Another point that the report makes is that the kind of malware attack the report looks at is very hard to carry out—such an attack would need a large team of people to pull off, rather than the average IT attack, which can be created by a small group or even an individual. OT attacks often require a physical presence within the targeted industrial centre.

“These things are very hard to do, but they are plausible,” Coburn says. “The scale of the operation would require a sizable investment for a group to carry out, so it comes back to who has the motivation to do an attack like this.

“We considered several different threat actors—groups with different motivations. These include cyber-criminals who carry out about 95 percent of cyber attacks, people such as so-called hacktivists, who have a particular issue to draw attention to, and then the most capable groups—state-sponsored groups from other countries.

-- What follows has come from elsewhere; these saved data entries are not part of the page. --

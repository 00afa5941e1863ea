use std::collections::BTreeMap;
use std::fs;
use std::io;
use std::path::PathBuf;

use serde::{Deserialize, Serialize};
use thiserror::Error;
use tracing::debug;

use crate::scan::{ContributionRecord, WalkState};

#[derive(Debug, Error)]
pub enum CacheError {
    #[error("failed to read cache file {path}: {source}")]
    Read {
        path: PathBuf,
        #[source]
        source: io::Error,
    },

    #[error("failed to write cache file {path}: {source}")]
    Write {
        path: PathBuf,
        #[source]
        source: io::Error,
    },

    #[error("cache file {path} is corrupt: {source}")]
    Corrupt {
        path: PathBuf,
        #[source]
        source: serde_json::Error,
    },

    #[error("failed to encode cache: {0}")]
    Encode(serde_json::Error),

    #[error("no cache found at {0}; run with --scan first")]
    Missing(PathBuf),
}

/// On-disk shape of the per-organization cache: the record map keyed by full
/// name (ordered, which gives the report its sort), plus the persisted walk
/// position.
#[derive(Debug, Clone, Default, Serialize, Deserialize)]
pub struct CacheData {
    pub repositories: BTreeMap<String, ContributionRecord>,
    #[serde(flatten)]
    pub walk: WalkState,
}

/// Handle to the per-organization cache file. Opened explicitly and flushed
/// explicitly; injected into the scan and report paths rather than reached
/// for as ambient state. One process owns the file for the duration of a
/// run; concurrent writers are not supported.
pub struct CacheStore {
    path: PathBuf,
    data: CacheData,
}

impl CacheStore {
    pub fn cache_path(org: &str) -> PathBuf {
        PathBuf::from(format!(".cache-{org}.json"))
    }

    /// Open the cache for an organization, starting empty if none exists.
    pub fn open(org: &str) -> Result<Self, CacheError> {
        Self::open_at(Self::cache_path(org))
    }

    /// Open an existing cache; report mode refuses to invent an empty one.
    pub fn open_existing(org: &str) -> Result<Self, CacheError> {
        let path = Self::cache_path(org);
        if !path.exists() {
            return Err(CacheError::Missing(path));
        }
        Self::open_at(path)
    }

    pub fn open_at(path: PathBuf) -> Result<Self, CacheError> {
        let data = match fs::read_to_string(&path) {
            Ok(text) => serde_json::from_str(&text).map_err(|source| CacheError::Corrupt {
                path: path.clone(),
                source,
            })?,
            Err(err) if err.kind() == io::ErrorKind::NotFound => CacheData::default(),
            Err(source) => return Err(CacheError::Read { path, source }),
        };
        Ok(Self { path, data })
    }

    pub fn data(&self) -> &CacheData {
        &self.data
    }

    pub fn repositories(&self) -> &BTreeMap<String, ContributionRecord> {
        &self.data.repositories
    }

    pub fn walk_state(&self) -> WalkState {
        self.data.walk.clone()
    }

    pub fn set_walk_state(&mut self, state: WalkState) {
        self.data.walk = state;
    }

    /// Add or overwrite a record; entries are never removed automatically.
    pub fn insert(&mut self, record: ContributionRecord) {
        self.data
            .repositories
            .insert(record.full_name.clone(), record);
    }

    /// Write the current state back to disk.
    pub fn flush(&self) -> Result<(), CacheError> {
        let text = serde_json::to_string_pretty(&self.data).map_err(CacheError::Encode)?;
        fs::write(&self.path, text).map_err(|source| CacheError::Write {
            path: self.path.clone(),
            source,
        })?;
        debug!(
            path = %self.path.display(),
            repositories = self.data.repositories.len(),
            "cache flushed"
        );
        Ok(())
    }
}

“We know that the Russians have an active ‘cyber defence’ group, we know that the Chinese have a particularly strong cyber team and there are groups operating in Iran and North Korea, for example. Any military cyber group particularly hostile to the US might get political permission to carry out this kind of attack—and most important it could be non-attributable. If you are carrying out an attack you could cover your traces pretty easily, so that no-one would know who did it. That’s a particular issue with cyber that the insurance industry will need to deal with.

“There’s a huge amount of focus on this issue in the insurance industry at present—I’m certainly not aware of any complacency around it. People are often surprised to realise the potential for this kind of attack, but there are a lot of people working in the insurance industry to address this, to develop insurance products and services to meet the demand for cyber protection in all aspects of business activity.”